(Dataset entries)
==============================

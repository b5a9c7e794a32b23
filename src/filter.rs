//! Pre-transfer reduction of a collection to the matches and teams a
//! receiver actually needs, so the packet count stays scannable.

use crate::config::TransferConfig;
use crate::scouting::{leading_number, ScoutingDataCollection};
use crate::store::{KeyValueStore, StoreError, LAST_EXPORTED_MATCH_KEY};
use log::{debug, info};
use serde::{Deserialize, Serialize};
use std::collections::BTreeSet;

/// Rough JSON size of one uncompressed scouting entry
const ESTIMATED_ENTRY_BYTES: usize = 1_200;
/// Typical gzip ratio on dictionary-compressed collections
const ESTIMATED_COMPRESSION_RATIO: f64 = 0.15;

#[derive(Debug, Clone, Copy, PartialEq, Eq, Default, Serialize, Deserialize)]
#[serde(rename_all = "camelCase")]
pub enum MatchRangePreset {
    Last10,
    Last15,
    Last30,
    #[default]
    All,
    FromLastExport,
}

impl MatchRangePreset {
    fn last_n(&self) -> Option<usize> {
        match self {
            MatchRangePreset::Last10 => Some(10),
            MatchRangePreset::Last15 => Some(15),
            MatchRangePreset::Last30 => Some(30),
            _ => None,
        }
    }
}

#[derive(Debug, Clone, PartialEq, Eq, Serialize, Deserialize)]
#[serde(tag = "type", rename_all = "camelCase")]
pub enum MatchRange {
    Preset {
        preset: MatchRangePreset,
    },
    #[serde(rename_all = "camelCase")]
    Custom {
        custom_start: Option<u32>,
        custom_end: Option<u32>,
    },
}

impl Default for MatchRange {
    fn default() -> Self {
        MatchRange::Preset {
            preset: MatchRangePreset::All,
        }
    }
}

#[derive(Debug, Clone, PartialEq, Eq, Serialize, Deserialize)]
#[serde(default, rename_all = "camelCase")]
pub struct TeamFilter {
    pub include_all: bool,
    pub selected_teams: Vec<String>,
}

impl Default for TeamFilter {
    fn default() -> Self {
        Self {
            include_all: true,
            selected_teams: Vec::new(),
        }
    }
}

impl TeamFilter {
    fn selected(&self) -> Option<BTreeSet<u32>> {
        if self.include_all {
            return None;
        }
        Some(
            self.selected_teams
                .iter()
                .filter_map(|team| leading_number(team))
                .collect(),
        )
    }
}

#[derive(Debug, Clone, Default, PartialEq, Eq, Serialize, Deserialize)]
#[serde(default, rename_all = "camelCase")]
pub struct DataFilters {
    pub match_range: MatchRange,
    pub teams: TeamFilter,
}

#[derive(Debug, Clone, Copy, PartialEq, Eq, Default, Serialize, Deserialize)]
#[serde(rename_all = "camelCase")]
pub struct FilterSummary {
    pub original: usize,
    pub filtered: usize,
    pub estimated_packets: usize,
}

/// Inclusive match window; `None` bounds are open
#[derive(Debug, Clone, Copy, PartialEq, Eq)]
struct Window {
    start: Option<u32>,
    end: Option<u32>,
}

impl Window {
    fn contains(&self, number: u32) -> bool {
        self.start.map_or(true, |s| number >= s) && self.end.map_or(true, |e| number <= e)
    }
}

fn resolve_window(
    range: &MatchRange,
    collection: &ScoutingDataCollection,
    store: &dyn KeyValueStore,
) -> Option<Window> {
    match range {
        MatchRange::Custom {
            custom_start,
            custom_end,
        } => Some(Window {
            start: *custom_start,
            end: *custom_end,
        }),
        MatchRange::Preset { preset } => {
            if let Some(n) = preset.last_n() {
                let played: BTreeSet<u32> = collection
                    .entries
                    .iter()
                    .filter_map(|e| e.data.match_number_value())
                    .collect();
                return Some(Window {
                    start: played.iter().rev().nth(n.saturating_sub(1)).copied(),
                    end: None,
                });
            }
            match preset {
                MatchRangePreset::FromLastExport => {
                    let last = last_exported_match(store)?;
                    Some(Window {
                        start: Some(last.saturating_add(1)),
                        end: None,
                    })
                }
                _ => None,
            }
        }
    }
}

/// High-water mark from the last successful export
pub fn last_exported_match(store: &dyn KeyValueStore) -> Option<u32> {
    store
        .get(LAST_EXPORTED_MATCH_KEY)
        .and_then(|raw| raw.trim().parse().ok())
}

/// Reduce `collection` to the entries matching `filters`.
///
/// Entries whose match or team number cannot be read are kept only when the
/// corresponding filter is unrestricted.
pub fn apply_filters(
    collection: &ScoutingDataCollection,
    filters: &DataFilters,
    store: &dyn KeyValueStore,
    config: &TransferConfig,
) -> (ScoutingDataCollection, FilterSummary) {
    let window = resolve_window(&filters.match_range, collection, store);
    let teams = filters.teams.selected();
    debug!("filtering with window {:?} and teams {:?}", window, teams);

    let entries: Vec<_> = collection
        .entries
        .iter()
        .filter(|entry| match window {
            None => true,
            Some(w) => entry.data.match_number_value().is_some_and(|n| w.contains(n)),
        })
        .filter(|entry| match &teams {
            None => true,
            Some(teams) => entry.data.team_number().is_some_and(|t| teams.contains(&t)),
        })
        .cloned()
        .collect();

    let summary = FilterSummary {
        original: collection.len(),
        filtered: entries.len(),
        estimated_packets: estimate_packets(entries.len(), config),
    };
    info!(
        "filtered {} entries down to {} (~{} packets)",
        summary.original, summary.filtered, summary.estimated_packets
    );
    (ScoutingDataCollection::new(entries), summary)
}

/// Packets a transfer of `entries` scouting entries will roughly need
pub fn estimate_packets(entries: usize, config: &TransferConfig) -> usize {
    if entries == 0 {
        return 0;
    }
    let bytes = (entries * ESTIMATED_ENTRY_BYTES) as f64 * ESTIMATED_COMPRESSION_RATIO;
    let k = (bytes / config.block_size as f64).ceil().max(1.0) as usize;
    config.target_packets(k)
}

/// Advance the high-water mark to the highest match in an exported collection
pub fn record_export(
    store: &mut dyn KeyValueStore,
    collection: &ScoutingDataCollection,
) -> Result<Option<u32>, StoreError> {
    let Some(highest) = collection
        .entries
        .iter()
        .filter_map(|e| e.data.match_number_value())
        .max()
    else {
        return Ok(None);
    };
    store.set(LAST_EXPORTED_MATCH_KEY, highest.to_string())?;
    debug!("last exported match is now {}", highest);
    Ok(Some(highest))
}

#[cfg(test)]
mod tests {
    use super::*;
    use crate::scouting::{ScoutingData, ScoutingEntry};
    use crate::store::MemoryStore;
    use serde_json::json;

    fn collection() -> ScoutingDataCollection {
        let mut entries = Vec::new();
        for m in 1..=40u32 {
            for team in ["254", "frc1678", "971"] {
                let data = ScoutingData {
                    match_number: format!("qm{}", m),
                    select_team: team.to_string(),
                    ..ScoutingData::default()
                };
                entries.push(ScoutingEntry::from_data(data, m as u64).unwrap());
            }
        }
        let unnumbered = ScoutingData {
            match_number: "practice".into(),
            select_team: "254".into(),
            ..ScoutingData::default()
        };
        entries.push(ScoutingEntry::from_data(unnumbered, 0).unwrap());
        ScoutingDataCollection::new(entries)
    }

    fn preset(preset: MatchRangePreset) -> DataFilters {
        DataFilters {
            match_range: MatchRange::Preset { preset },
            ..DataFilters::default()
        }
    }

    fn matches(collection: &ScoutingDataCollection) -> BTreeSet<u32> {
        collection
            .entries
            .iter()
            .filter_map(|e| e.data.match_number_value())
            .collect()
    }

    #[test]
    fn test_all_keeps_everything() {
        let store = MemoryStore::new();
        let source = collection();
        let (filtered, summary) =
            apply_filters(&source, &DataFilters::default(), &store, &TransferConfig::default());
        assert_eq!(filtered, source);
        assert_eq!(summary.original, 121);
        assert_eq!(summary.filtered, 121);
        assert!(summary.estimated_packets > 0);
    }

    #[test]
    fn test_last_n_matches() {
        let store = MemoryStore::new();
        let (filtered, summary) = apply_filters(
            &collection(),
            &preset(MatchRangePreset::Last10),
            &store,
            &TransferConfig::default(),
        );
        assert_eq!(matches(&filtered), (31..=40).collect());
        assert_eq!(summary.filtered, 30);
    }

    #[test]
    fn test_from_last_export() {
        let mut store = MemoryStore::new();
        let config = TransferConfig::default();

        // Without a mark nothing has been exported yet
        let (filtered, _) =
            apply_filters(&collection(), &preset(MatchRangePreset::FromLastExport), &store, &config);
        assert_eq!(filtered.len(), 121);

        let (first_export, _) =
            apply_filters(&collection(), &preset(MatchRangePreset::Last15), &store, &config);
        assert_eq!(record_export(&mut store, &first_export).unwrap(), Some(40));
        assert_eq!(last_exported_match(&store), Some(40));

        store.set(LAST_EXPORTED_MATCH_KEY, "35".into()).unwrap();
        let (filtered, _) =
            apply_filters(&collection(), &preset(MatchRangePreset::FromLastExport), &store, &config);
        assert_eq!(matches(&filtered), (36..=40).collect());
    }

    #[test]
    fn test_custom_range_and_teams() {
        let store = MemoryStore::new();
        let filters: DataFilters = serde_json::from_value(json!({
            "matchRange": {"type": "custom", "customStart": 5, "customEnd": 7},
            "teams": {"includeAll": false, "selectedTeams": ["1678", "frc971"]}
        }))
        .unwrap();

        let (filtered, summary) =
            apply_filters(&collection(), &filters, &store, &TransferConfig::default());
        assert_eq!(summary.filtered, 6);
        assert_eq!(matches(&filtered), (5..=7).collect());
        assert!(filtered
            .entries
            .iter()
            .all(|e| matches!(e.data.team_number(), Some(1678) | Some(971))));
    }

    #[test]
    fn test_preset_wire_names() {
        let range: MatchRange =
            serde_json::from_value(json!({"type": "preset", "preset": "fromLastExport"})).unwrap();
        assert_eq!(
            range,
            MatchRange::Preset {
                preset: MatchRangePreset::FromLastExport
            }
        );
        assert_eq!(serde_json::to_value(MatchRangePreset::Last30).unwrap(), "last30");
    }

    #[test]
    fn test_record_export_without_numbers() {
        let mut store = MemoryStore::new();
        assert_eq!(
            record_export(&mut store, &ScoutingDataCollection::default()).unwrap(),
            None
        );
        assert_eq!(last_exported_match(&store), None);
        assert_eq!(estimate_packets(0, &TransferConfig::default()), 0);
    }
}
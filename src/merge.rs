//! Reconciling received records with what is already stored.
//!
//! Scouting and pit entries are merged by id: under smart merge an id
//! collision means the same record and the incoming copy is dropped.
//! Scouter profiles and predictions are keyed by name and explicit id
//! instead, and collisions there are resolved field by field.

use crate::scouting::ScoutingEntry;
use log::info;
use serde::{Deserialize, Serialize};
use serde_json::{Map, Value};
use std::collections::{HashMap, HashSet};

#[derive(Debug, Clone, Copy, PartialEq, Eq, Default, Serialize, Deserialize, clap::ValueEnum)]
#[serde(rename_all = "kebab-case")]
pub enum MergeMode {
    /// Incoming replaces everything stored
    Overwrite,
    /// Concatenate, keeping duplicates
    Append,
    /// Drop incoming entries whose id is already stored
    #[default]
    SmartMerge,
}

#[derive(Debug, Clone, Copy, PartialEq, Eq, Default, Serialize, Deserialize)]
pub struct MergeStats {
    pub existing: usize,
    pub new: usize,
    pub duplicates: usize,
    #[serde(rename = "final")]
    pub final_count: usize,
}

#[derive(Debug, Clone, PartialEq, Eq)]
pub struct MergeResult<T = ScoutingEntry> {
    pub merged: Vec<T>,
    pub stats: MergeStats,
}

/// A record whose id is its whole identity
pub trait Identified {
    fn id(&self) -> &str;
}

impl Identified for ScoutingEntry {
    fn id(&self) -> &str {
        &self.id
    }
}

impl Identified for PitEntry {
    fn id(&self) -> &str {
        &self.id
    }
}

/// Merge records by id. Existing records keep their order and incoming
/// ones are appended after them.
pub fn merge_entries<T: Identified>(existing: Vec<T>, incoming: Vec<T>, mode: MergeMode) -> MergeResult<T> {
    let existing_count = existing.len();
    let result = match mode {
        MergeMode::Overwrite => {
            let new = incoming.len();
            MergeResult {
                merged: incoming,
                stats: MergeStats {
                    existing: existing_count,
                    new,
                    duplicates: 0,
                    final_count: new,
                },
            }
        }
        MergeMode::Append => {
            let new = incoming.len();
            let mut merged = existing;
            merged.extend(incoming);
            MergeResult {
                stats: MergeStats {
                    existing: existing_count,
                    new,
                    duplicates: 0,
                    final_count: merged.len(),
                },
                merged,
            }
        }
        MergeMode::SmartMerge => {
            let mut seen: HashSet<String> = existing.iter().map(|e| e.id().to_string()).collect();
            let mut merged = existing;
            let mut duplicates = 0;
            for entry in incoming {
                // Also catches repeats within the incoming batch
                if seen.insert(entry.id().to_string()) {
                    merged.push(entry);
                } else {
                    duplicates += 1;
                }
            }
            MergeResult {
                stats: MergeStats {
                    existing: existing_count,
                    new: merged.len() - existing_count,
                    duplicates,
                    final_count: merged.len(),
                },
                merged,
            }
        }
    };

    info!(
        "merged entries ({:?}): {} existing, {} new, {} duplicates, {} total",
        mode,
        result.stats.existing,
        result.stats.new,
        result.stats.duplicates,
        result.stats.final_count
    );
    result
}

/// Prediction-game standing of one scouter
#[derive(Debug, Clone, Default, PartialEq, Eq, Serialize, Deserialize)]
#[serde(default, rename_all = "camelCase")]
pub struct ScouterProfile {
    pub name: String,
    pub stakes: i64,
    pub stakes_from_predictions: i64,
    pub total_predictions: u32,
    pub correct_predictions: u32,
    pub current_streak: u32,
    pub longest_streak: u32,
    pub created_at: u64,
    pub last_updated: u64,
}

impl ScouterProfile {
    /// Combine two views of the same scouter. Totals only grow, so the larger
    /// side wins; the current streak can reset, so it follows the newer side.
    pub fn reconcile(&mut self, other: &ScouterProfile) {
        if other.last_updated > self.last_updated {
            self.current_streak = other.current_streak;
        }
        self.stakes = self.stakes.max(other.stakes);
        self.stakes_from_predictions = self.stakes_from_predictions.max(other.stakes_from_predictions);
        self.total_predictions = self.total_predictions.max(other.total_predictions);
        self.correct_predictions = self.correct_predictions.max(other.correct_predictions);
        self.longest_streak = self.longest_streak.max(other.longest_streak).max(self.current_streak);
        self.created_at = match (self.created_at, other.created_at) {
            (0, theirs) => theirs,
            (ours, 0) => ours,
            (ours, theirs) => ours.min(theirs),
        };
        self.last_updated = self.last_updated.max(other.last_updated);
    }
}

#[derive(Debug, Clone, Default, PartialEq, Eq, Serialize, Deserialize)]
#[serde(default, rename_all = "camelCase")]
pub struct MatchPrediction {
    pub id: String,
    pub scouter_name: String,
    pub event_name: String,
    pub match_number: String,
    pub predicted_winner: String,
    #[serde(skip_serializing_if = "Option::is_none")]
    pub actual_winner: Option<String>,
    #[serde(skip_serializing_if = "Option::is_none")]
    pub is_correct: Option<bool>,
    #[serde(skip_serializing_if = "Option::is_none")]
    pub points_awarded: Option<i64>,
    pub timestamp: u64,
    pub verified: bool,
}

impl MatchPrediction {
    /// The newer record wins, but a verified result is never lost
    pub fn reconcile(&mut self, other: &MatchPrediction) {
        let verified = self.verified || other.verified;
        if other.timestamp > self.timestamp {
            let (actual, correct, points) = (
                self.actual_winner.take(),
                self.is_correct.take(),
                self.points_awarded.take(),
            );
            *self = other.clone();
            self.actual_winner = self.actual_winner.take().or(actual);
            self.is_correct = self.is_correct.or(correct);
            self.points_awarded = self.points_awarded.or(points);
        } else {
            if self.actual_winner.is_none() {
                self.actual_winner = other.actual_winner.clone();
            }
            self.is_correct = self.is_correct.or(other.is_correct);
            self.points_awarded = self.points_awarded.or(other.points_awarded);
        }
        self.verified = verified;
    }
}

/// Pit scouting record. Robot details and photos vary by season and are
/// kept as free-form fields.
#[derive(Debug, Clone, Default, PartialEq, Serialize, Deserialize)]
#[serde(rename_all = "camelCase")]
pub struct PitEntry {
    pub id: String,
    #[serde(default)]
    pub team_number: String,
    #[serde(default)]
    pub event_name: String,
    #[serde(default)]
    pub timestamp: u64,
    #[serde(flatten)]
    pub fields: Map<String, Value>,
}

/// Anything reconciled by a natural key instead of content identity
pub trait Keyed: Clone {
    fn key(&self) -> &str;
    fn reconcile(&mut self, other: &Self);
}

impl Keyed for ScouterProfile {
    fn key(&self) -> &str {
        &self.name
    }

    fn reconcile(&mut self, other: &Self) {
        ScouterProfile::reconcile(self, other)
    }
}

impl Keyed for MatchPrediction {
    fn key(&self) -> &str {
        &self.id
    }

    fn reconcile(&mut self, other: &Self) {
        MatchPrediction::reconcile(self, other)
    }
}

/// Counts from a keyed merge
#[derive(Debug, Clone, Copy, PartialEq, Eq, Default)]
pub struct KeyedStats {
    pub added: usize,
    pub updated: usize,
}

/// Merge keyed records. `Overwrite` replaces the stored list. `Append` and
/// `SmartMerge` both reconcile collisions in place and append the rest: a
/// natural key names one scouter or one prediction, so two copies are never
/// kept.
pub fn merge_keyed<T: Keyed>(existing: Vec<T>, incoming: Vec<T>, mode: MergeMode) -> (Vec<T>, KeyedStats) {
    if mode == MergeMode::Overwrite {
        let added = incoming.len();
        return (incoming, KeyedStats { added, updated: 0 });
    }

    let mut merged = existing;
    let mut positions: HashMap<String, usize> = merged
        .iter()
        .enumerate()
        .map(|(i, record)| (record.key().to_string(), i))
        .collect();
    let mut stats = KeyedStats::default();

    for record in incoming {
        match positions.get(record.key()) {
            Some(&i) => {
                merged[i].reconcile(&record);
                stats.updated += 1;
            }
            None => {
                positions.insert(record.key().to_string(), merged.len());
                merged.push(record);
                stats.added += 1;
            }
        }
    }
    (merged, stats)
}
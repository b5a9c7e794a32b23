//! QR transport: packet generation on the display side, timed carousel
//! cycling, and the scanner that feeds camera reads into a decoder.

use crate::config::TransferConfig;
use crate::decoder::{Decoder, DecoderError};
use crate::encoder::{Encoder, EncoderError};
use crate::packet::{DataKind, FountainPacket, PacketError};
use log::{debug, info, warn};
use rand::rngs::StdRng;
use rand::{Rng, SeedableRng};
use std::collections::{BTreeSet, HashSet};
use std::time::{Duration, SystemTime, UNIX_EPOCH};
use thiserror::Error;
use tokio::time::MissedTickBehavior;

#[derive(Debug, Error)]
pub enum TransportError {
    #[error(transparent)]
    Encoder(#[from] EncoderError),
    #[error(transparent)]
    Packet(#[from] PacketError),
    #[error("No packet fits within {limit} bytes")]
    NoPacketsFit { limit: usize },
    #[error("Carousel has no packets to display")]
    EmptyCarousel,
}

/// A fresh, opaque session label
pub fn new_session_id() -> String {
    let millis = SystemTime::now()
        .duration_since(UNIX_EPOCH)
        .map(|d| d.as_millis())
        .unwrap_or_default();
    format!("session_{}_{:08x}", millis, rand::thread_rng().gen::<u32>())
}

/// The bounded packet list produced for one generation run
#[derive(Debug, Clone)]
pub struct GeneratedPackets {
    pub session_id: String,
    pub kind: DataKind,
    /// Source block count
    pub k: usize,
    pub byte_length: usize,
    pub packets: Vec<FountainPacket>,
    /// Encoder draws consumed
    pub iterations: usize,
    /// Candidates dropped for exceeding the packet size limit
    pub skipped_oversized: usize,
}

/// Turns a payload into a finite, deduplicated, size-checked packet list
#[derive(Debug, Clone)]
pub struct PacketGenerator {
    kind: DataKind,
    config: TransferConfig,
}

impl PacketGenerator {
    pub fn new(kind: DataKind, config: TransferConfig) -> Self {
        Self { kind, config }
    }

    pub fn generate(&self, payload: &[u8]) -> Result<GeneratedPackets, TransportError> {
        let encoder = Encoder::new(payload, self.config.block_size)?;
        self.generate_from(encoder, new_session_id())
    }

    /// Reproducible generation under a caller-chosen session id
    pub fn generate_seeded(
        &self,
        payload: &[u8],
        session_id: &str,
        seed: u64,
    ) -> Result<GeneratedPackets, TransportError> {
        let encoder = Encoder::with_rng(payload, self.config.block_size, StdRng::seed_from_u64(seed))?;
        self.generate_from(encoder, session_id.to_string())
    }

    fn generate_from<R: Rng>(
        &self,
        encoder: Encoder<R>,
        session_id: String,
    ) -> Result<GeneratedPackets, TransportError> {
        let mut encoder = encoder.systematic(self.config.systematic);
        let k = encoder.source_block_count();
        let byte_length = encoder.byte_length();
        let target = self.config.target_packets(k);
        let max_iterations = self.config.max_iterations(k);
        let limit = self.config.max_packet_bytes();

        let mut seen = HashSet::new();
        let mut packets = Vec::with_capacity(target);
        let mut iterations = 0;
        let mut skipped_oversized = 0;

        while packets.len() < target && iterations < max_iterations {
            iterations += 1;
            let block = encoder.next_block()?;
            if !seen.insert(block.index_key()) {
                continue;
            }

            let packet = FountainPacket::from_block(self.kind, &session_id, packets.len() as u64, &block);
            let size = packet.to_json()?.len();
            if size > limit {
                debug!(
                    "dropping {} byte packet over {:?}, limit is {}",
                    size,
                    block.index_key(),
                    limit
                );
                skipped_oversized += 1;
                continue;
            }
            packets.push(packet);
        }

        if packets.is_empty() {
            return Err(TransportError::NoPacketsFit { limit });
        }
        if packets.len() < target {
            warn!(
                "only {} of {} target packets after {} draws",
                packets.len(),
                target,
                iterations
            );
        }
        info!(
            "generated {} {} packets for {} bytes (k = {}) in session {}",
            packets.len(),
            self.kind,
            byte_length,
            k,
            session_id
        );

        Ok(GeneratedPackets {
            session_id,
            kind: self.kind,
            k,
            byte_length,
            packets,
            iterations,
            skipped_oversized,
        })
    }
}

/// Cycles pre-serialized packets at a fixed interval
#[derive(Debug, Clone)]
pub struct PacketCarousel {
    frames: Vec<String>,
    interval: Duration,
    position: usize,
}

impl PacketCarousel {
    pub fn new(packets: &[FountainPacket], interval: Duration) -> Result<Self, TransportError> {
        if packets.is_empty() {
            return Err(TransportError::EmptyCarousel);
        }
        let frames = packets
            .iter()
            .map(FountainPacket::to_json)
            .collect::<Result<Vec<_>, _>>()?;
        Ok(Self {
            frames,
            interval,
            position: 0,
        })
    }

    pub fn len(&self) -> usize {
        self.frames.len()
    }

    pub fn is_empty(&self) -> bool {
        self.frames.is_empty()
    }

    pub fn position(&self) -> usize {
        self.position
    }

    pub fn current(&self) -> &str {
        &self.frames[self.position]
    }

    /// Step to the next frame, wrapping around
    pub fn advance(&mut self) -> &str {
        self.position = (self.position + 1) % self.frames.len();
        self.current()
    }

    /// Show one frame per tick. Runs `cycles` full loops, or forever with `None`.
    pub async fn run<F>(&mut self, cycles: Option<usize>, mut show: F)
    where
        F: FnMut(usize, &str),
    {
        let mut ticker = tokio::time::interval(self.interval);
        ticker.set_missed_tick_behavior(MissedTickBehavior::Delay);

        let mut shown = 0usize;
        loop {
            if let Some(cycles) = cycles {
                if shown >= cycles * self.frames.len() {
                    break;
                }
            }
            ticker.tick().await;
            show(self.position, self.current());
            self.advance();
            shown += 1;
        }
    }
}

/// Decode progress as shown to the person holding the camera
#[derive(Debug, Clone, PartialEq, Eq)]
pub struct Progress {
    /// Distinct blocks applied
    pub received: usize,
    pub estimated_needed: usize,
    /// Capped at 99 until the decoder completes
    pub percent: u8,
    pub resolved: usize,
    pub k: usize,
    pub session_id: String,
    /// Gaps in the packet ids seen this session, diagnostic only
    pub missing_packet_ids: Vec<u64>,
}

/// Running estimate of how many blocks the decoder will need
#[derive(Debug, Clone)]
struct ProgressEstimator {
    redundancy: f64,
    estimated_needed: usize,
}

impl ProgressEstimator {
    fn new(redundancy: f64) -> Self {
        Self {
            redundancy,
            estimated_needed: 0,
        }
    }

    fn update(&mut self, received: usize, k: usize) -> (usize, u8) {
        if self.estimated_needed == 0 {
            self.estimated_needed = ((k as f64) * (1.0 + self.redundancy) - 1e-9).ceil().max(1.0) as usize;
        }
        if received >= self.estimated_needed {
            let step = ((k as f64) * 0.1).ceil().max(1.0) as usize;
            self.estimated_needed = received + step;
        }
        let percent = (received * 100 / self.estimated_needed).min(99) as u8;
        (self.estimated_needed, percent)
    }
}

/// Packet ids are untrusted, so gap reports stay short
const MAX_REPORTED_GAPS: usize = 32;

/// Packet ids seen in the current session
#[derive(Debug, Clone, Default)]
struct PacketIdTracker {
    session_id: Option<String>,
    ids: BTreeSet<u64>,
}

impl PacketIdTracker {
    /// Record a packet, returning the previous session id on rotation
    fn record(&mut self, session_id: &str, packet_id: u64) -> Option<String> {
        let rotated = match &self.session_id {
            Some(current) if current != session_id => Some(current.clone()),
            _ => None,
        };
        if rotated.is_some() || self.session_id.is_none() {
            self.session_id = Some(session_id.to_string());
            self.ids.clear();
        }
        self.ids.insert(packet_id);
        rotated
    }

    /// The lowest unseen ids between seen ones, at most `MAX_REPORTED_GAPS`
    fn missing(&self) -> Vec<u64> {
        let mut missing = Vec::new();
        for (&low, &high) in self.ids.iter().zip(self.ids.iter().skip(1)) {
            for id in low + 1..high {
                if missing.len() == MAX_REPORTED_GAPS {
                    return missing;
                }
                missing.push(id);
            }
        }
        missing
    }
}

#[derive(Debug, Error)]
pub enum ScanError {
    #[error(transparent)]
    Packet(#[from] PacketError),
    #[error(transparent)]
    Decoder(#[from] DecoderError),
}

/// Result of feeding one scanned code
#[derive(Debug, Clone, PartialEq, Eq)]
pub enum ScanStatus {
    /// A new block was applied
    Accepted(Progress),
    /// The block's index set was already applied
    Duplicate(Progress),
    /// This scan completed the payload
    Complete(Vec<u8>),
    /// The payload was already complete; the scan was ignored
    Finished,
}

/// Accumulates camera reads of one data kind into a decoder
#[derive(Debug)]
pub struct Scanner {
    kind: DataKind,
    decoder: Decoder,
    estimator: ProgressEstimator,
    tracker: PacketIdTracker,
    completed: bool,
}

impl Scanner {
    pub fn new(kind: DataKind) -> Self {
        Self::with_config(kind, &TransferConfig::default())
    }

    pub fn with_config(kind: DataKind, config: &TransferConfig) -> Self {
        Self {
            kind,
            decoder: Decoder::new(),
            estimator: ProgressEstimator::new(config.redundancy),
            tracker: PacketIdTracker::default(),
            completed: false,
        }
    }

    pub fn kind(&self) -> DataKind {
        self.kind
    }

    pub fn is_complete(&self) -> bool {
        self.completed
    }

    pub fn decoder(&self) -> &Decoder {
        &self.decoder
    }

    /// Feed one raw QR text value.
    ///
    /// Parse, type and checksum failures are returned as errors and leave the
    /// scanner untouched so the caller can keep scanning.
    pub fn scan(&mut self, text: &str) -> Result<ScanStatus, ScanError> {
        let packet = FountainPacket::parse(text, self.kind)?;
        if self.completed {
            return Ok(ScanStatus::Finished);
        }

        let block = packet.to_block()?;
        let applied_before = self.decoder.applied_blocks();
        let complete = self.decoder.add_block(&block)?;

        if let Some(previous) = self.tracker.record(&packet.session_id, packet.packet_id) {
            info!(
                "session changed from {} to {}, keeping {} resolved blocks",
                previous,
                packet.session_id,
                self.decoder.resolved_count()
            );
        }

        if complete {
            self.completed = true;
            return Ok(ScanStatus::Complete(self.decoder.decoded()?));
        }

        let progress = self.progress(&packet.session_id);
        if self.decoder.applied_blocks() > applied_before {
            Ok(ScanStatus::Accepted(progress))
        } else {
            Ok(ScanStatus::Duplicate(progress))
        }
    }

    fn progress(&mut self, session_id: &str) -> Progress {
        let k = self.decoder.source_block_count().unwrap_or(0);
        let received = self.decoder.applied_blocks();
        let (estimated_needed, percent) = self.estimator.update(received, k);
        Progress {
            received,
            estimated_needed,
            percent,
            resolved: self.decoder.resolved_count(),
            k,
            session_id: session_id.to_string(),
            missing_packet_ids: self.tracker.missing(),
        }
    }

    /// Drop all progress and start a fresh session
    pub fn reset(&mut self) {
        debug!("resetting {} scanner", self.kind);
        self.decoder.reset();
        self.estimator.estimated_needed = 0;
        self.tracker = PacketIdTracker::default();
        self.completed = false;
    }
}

==============================

**What to work on:**
Set down the lines above as they stand, starting with the first line and ending with the line that contains "const ESTIMATED_COMPRESSION_RATIO: f64".

**Answer section:**
repository b5a9c7e794a32b23
filename src/filter.rs
//! Pre-transfer reduction of a collection to the matches and teams a
//! receiver actually needs, so the packet count stays scannable.

use crate::config::TransferConfig;
use crate::scouting::{leading_number, ScoutingDataCollection};
use crate::store::{KeyValueStore, StoreError, LAST_EXPORTED_MATCH_KEY};
use log::{debug, info};
use serde::{Deserialize, Serialize};
use std::collections::BTreeSet;

/// Rough JSON size of one uncompressed scouting entry
const ESTIMATED_ENTRY_BYTES: usize = 1_200;
/// Typical gzip ratio on dictionary-compressed collections
const ESTIMATED_COMPRESSION_RATIO: f64 = 0.15;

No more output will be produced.